David und Lammas Tag in der Sonne 
Trotz ihrer schrecklichen Vergangenheit schaffen es unsere geretteten Bären in der Regel, diese schlimmen Zeiten hinter sich zu lassen. Eines der Dinge, die ich an einfach an ihnen liebe ist, dass sie einen zum Lachen bringen.
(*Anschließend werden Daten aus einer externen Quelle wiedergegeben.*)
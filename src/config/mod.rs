mod manager;
mod types;

pub use manager::{ConfigManager, StateManager};
pub use types::{
    MAX_CHECK_INTERVAL_MINUTES, MIN_CHECK_INTERVAL_MINUTES, Settings, WatchState, WatchTarget,
};
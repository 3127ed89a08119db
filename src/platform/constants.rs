/// Platform-specific constants for share mounting

#[cfg(target_os = "macos")]
pub mod macos {
    /// Root under which the OS exposes mounted network volumes
    pub const MOUNTS_ROOT: &str = "/Volumes";

    /// Command that hands a connection URI to the native share handler
    pub const OPENER_CMD: &str = "open";
}

#[cfg(target_os = "linux")]
pub mod linux {
    /// gvfs exposes mounted shares under <runtime dir>/gvfs
    pub const GVFS_DIR: &str = "gvfs";

    /// Fallback mounts root when no runtime directory is available
    pub const FALLBACK_MOUNTS_ROOT: &str = "/media";

    /// Command that hands a connection URI to the gio mount handler
    pub const OPENER_CMD: &str = "gio";

    /// Leading argument for the opener command
    pub const OPENER_MOUNT_ARG: &str = "mount";
}

/// Common constants across platforms
pub mod common {
    use std::time::Duration;

    /// URI scheme used when the configured address carries none
    pub const SHARE_SCHEME: &str = "smb";

    /// How long to wait for an asynchronous mount to settle
    pub const MOUNT_SETTLE_TIMEOUT: Duration = Duration::from_secs(3);

    /// Poll interval while waiting for the settle check
    pub const SETTLE_POLL_INTERVAL: Duration = Duration::from_millis(250);
}
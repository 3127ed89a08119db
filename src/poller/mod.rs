mod cycle;
mod scheduler;
mod types;

pub use cycle::{SharePoller, count_files};
pub use types::{CheckResult, FailureKind, PollingState};
use crate::config::{StateManager, WatchTarget};
use crate::handle::FolderHandle;
use crate::utils::paths::expand_path;
use anyhow::Result;
use colored::*;
use std::path::PathBuf;

pub async fn set(path: PathBuf) -> Result<()> {
    let expanded = expand_path(&path)?;
    let handle = FolderHandle::capture(&expanded)?;
    let display_path = handle.stored_path().to_path_buf();

    StateManager::new()?.replace_target(Some(WatchTarget::new(handle, display_path.clone())))?;

    println!("{} Watching {}", "✓".green(), display_path.display());
    println!("Baseline cleared; the next check establishes a fresh one.");
    Ok(())
}

pub async fn show() -> Result<()> {
    match StateManager::new()?.load_or_default().target {
        Some(target) => {
            println!("{}", target.display_path.display());
            let resolved = target.handle.resolve();
            if resolved.stale {
                println!(
                    "{} folder moved, now at {}",
                    "warning:".yellow(),
                    resolved.path.display()
                );
            }
        }
        None => println!("{}", "No target configured".yellow()),
    }
    Ok(())
}

pub async fn clear() -> Result<()> {
    StateManager::new()?.replace_target(None)?;
    println!("{} Target cleared", "✓".green());
    Ok(())
}
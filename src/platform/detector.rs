use crate::error::Result;
use std::path::PathBuf;
use tracing::debug;

#[derive(Debug, Clone, PartialEq)]
pub enum Platform {
    #[cfg_attr(not(target_os = "macos"), allow(dead_code))]
    MacOS,
    #[cfg_attr(not(target_os = "linux"), allow(dead_code))]
    Linux(LinuxInfo),
    #[allow(dead_code)] // Needed for exhaustive matching but only constructed on other OSes
    Unsupported(String),
}

#[derive(Debug, Clone, PartialEq)]
pub struct LinuxInfo {
    pub has_gio: bool,
}

#[derive(Debug, Clone)]
pub struct PlatformInfo {
    pub platform: Platform,

    /// Prefix under which the OS surfaces mounted network volumes
    pub mounts_root: PathBuf,
}

impl Platform {
    pub fn can_mount(&self) -> bool {
        match self {
            Platform::MacOS => true,
            Platform::Linux(info) => info.has_gio,
            Platform::Unsupported(_) => false,
        }
    }

    pub fn mount_tool_name(&self) -> Option<&'static str> {
        match self {
            Platform::MacOS => Some("open"),
            Platform::Linux(_) => Some("gio"),
            Platform::Unsupported(_) => None,
        }
    }
}

pub fn detect_platform() -> Result<PlatformInfo> {
    debug!("Starting platform detection");

    #[cfg(target_os = "macos")]
    {
        detect_macos()
    }

    #[cfg(target_os = "linux")]
    {
        detect_linux()
    }

    #[cfg(not(any(target_os = "linux", target_os = "macos")))]
    {
        let os = std::env::consts::OS;
        Ok(PlatformInfo {
            platform: Platform::Unsupported(os.to_string()),
            mounts_root: std::env::temp_dir(),
        })
    }
}

#[cfg(target_os = "macos")]
fn detect_macos() -> Result<PlatformInfo> {
    use super::constants::macos::MOUNTS_ROOT;

    Ok(PlatformInfo {
        platform: Platform::MacOS,
        mounts_root: PathBuf::from(MOUNTS_ROOT),
    })
}

#[cfg(target_os = "linux")]
fn detect_linux() -> Result<PlatformInfo> {
    use super::constants::linux::{FALLBACK_MOUNTS_ROOT, GVFS_DIR, OPENER_CMD};

    let has_gio = which::which(OPENER_CMD).is_ok();
    if !has_gio {
        debug!("gio not found; remounting will not be possible");
    }

    // Per-user gvfs directory, e.g. /run/user/1000/gvfs
    let mounts_root = dirs::runtime_dir()
        .map(|dir| dir.join(GVFS_DIR))
        .unwrap_or_else(|| PathBuf::from(FALLBACK_MOUNTS_ROOT));

    Ok(PlatformInfo {
        platform: Platform::Linux(LinuxInfo { has_gio }),
        mounts_root,
    })
}
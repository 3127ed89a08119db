mod access;
mod folder;

pub use access::{AccessBroker, DirectAccessBroker, ScopedAccess};
pub use folder::{FileIdentity, FolderHandle, ResolvedFolder};

#[cfg(test)]
pub use access::RecordingAccessBroker;
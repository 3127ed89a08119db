use super::types::{
    MAX_CHECK_INTERVAL_MINUTES, MIN_CHECK_INTERVAL_MINUTES, Settings, WatchState, WatchTarget,
};
use crate::error::{Result, WatchError};
use crate::utils::paths;
use atomicwrites::{AllowOverwrite, AtomicFile};
use std::fs;
use std::io::Write;
use std::path::{Path, PathBuf};
use tracing::{debug, warn};

/// Settings persistence: `~/.sharewatch/config.json`
pub struct ConfigManager {
    config_path: PathBuf,
}

impl ConfigManager {
    pub fn new() -> Result<Self> {
        let config_path = paths::get_config_path()?;
        Ok(Self { config_path })
    }

    pub fn with_path(path: PathBuf) -> Self {
        Self { config_path: path }
    }

    pub fn load(&self) -> Result<Settings> {
        if !self.config_path.exists() {
            return Err(WatchError::ConfigNotFound {
                path: self.config_path.clone(),
            });
        }

        debug!("Loading settings from {:?}", self.config_path);
        let contents = fs::read_to_string(&self.config_path)?;
        let settings: Settings = serde_json::from_str(&contents)?;
        self.validate(&settings)?;
        Ok(settings)
    }

    pub fn load_or_default(&self) -> Settings {
        match self.load() {
            Ok(settings) => settings,
            Err(e) => {
                debug!("Falling back to default settings: {}", e);
                Settings::default()
            }
        }
    }

    pub fn save(&self, settings: &Settings) -> Result<()> {
        self.validate(settings)?;
        write_json(&self.config_path, settings)?;
        debug!("Settings saved to {:?}", self.config_path);
        Ok(())
    }

    pub fn validate(&self, settings: &Settings) -> Result<()> {
        if !(MIN_CHECK_INTERVAL_MINUTES..=MAX_CHECK_INTERVAL_MINUTES)
            .contains(&settings.check_interval_minutes)
        {
            return Err(WatchError::ConfigInvalid {
                message: format!(
                    "check interval must be between {MIN_CHECK_INTERVAL_MINUTES} and \
                     {MAX_CHECK_INTERVAL_MINUTES} minutes, got {}",
                    settings.check_interval_minutes
                ),
            });
        }
        Ok(())
    }

    pub fn get_config_path(&self) -> &Path {
        &self.config_path
    }
}

/// Watch state persistence: `~/.sharewatch/state.json`
pub struct StateManager {
    state_path: PathBuf,
}

impl StateManager {
    pub fn new() -> Result<Self> {
        let state_path = paths::get_state_path()?;
        Ok(Self { state_path })
    }

    pub fn with_path(path: PathBuf) -> Self {
        Self { state_path: path }
    }

    pub fn load_or_default(&self) -> WatchState {
        if !self.state_path.exists() {
            return WatchState::default();
        }
        match fs::read_to_string(&self.state_path)
            .map_err(WatchError::from)
            .and_then(|contents| Ok(serde_json::from_str(&contents)?))
        {
            Ok(state) => state,
            Err(e) => {
                warn!("Failed to load watch state, starting fresh: {}", e);
                WatchState::default()
            }
        }
    }

    pub fn save(&self, state: &WatchState) -> Result<()> {
        write_json(&self.state_path, state)?;
        debug!("Watch state saved to {:?}", self.state_path);
        Ok(())
    }

    /// Install a new target (or none). The baseline is cleared in the
    /// same write: a count carried over from another folder must never
    /// be compared against the new one.
    pub fn replace_target(&self, target: Option<WatchTarget>) -> Result<()> {
        self.save(&WatchState {
            target,
            previous_file_count: None,
        })
    }

    /// Record the baseline, keeping the current target.
    pub fn set_baseline(&self, count: Option<u64>) -> Result<()> {
        let mut state = self.load_or_default();
        state.previous_file_count = count;
        self.save(&state)
    }
}

fn write_json<T: serde::Serialize>(path: &Path, value: &T) -> Result<()> {
    if let Some(parent) = path.parent() {
        fs::create_dir_all(parent)?;
    }

    let json = serde_json::to_string_pretty(value)?;
    let af = AtomicFile::new(path, AllowOverwrite);
    af.write(|f| f.write_all(json.as_bytes()))
        .map_err(|e| std::io::Error::other(e.to_string()))?;
    Ok(())
}

#[cfg(test)]
mod tests {
    use super::*;
    use crate::handle::FolderHandle;
    use pretty_assertions::assert_eq;
    use tempfile::TempDir;

    #[test]
    fn settings_round_trip() {
        let temp = TempDir::new().unwrap();
        let manager = ConfigManager::with_path(temp.path().join("config.json"));

        let settings = Settings {
            server_address: "smb://files.example.net".to_string(),
            username: "alice".to_string(),
            check_interval_minutes: 10,
        };
        manager.save(&settings).unwrap();

        let loaded = manager.load().unwrap();
        assert_eq!(loaded, settings);
    }

    #[test]
    fn interval_out_of_range_is_rejected_on_save_and_load() {
        let temp = TempDir::new().unwrap();
        let path = temp.path().join("config.json");
        let manager = ConfigManager::with_path(path.clone());

        for bad in [0, 61, 1000] {
            let settings = Settings {
                check_interval_minutes: bad,
                ..Default::default()
            };
            assert!(manager.save(&settings).is_err(), "saved interval {bad}");
        }

        // A file edited by hand is validated on load too
        std::fs::write(&path, r#"{"check_interval_minutes": 0}"#).unwrap();
        assert!(manager.load().is_err());
        assert_eq!(manager.load_or_default(), Settings::default());
    }

    #[test]
    fn missing_config_loads_as_not_found() {
        let temp = TempDir::new().unwrap();
        let manager = ConfigManager::with_path(temp.path().join("config.json"));
        assert!(matches!(
            manager.load(),
            Err(WatchError::ConfigNotFound { .. })
        ));
        assert_eq!(manager.load_or_default(), Settings::default());
    }

    #[test]
    fn replacing_the_target_clears_the_baseline() {
        let temp = TempDir::new().unwrap();
        let manager = StateManager::with_path(temp.path().join("state.json"));

        let folder = temp.path().join("watched");
        std::fs::create_dir(&folder).unwrap();
        let handle = FolderHandle::capture(&folder).unwrap();
        let target = WatchTarget::new(handle, folder.clone());

        manager.replace_target(Some(target.clone())).unwrap();
        manager.set_baseline(Some(42)).unwrap();
        assert_eq!(manager.load_or_default().previous_file_count, Some(42));

        let other = temp.path().join("other");
        std::fs::create_dir(&other).unwrap();
        let new_target = WatchTarget::new(FolderHandle::capture(&other).unwrap(), other);
        manager.replace_target(Some(new_target.clone())).unwrap();

        let state = manager.load_or_default();
        assert_eq!(state.target, Some(new_target));
        assert_eq!(state.previous_file_count, None);
    }

    #[test]
    fn corrupt_state_starts_fresh() {
        let temp = TempDir::new().unwrap();
        let path = temp.path().join("state.json");
        std::fs::write(&path, "{ not json").unwrap();

        let manager = StateManager::with_path(path);
        assert_eq!(manager.load_or_default(), WatchState::default());
    }
}
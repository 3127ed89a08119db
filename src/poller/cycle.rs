use super::types::{CheckResult, FailureKind, PollingState};
use crate::config::{ConfigManager, StateManager, WatchTarget};
use crate::handle::AccessBroker;
use crate::mount::MountController;
use crate::notify::Notifier;
use std::path::Path;
use std::sync::Arc;
use tracing::{debug, info, warn};

/// Orchestrates check cycles over one watch target: mount recovery,
/// handle resolution, scoped enumeration, delta computation and
/// notification dispatch.
pub struct SharePoller {
    controller: MountController,
    broker: Arc<dyn AccessBroker>,
    notifier: Arc<dyn Notifier>,
    config: ConfigManager,
    state: StateManager,
    polling: PollingState,
}

impl SharePoller {
    pub fn new(
        controller: MountController,
        broker: Arc<dyn AccessBroker>,
        notifier: Arc<dyn Notifier>,
        config: ConfigManager,
        state: StateManager,
    ) -> Self {
        let polling = PollingState {
            previous_file_count: state.load_or_default().previous_file_count,
        };
        Self {
            controller,
            broker,
            notifier,
            config,
            state,
            polling,
        }
    }

    pub fn baseline(&self) -> Option<u64> {
        self.polling.previous_file_count
    }

    /// One complete evaluation of the watched folder's file count.
    ///
    /// Every failure is absorbed into the returned value; nothing here
    /// escapes a cycle. The next scheduled cycle is the only retry.
    pub async fn run_cycle(&self, target: &WatchTarget) -> CheckResult {
        // Settings are re-read at the start of every cycle, so credential
        // changes apply without restarting the watcher.
        let settings = self.config.load_or_default();

        if let Err(err) = self.controller.ensure_mounted(target, &settings).await {
            return CheckResult::Failure {
                kind: FailureKind::from(&err),
                message: err.to_string(),
            };
        }

        let resolved = target.handle.resolve();
        if resolved.stale {
            warn!(
                "Folder handle is stale, proceeding with {}",
                resolved.path.display()
            );
        }

        // The guard's drop is the release; every exit path below runs it
        let _access = match self.broker.acquire(&resolved.path) {
            Ok(guard) => guard,
            Err(err) => {
                return CheckResult::Failure {
                    kind: FailureKind::EnumerationError,
                    message: err.to_string(),
                };
            }
        };

        match count_files(&resolved.path).await {
            Ok(file_count) => CheckResult::Success { file_count },
            Err(err) => CheckResult::Failure {
                kind: FailureKind::EnumerationError,
                message: format!("Failed to list {}: {err}", resolved.path.display()),
            },
        }
    }

    /// Digest a cycle's outcome: compare against the baseline, notify on
    /// change or failure, and persist the new baseline. Failures leave
    /// the baseline alone so a later success still sees the delta
    /// against the last known-good count.
    pub fn apply_result(&mut self, target: &WatchTarget, result: &CheckResult) {
        match result {
            CheckResult::Success { file_count } => {
                match self.polling.previous_file_count {
                    Some(previous) if *file_count != previous => {
                        let (title, body) = describe_change(previous, *file_count);
                        info!("{}", body);
                        self.notifier.notify(&title, &body, Some(target));
                    }
                    Some(_) => debug!("File count unchanged: {}", file_count),
                    None => info!("Baseline established: {} files", file_count),
                }
                self.polling.previous_file_count = Some(*file_count);
                if let Err(e) = self.state.set_baseline(Some(*file_count)) {
                    warn!("Failed to persist baseline: {}", e);
                }
            }
            CheckResult::Failure { kind, message } => {
                warn!("Check failed: {}", message);
                self.notifier.notify(kind.title(), message, None);
            }
        }
    }

    /// One scheduled tick: check, then digest.
    pub async fn run_once(&mut self, target: &WatchTarget) -> CheckResult {
        let result = self.run_cycle(target).await;
        self.apply_result(target, &result);
        result
    }

    /// Install a new target, clearing the baseline with it.
    pub fn replace_target(&mut self, target: Option<WatchTarget>) -> crate::error::Result<()> {
        self.polling.previous_file_count = None;
        self.state.replace_target(target)
    }
}

fn describe_change(previous: u64, current: u64) -> (String, String) {
    if current > previous {
        (
            "New files detected".to_string(),
            format!(
                "File count increased from {previous} to {current} (+{})",
                current - previous
            ),
        )
    } else {
        (
            "Files removed".to_string(),
            format!(
                "File count decreased from {previous} to {current} (-{})",
                previous - current
            ),
        )
    }
}

/// Count direct children that are confirmed files.
///
/// Hidden entries and directories are skipped; an entry whose type
/// cannot be determined is skipped too rather than failing the cycle.
pub async fn count_files(path: &Path) -> std::io::Result<u64> {
    let mut entries = tokio::fs::read_dir(path).await?;
    let mut count = 0u64;

    while let Some(entry) = entries.next_entry().await? {
        if entry.file_name().to_string_lossy().starts_with('.') {
            continue;
        }

        let file_type = match entry.file_type().await {
            Ok(file_type) => file_type,
            Err(e) => {
                debug!("Skipping {}: type unknown ({})", entry.path().display(), e);
                continue;
            }
        };

        let is_dir = if file_type.is_symlink() {
            match tokio::fs::metadata(entry.path()).await {
                Ok(meta) => meta.is_dir(),
                // Dangling link: not confirmably a file
                Err(_) => continue,
            }
        } else {
            file_type.is_dir()
        };

        if !is_dir {
            count += 1;
        }
    }

    Ok(count)
}
use crate::config::ConfigManager;
use anyhow::Result;
use colored::*;

pub async fn execute(json: bool) -> Result<()> {
    let manager = ConfigManager::new()?;
    let settings = manager.load_or_default();

    if json {
        println!("{}", serde_json::to_string_pretty(&settings)?);
        return Ok(());
    }

    let not_set = || "(not set)".dimmed().to_string();
    let server = if settings.server_address.is_empty() {
        not_set()
    } else {
        settings.server_address.clone()
    };
    let username = if settings.username.is_empty() {
        not_set()
    } else {
        settings.username.clone()
    };

    println!("Server:   {}", server);
    println!("Username: {}", username);
    println!("Interval: every {} minutes", settings.check_interval_minutes);
    println!("File:     {}", manager.get_config_path().display());
    Ok(())
}
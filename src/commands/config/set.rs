use crate::config::ConfigManager;
use anyhow::Result;
use colored::*;

pub async fn execute(
    server: Option<String>,
    username: Option<String>,
    interval: Option<u64>,
) -> Result<()> {
    let manager = ConfigManager::new()?;
    let mut settings = manager.load_or_default();

    if let Some(server) = server {
        settings.server_address = server;
    }
    if let Some(username) = username {
        settings.username = username;
    }
    if let Some(interval) = interval {
        settings.check_interval_minutes = interval;
    }

    // Rejects an out-of-range interval before anything is written
    manager.save(&settings)?;
    println!("{} Configuration saved", "✓".green());

    if !settings.server_address.is_empty() {
        println!(
            "Store the password with {}",
            "sharewatch credentials set".cyan()
        );
    }
    Ok(())
}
David und Lamma sind so ein Beispiel - zwei bezaubernde kleine Sonnenbären, die zu einer sehr temperamentvollen Tierart gehören - eine ziemliche Herausforderung für ihre Pfleger. Doch nein. Diese beiden Bären machen keine Probleme.

Als ich kürzlich bei ihnen war, strahlte ich über das ganze Gesicht als ich sah, wie sie so alles Neue in ihrem Leben annahmen, herumtollten und sich im Spiel gegenseitig erschöpften. Belinda, unsere leitende Bärenmanagerin hat sie ein paar Tage zuvor bereits in einem wunderbaren Moment "erwischt". Da sie zum Glück ihre Kamera dabei hatte, braucht es weiter keine Worte mehr dazu.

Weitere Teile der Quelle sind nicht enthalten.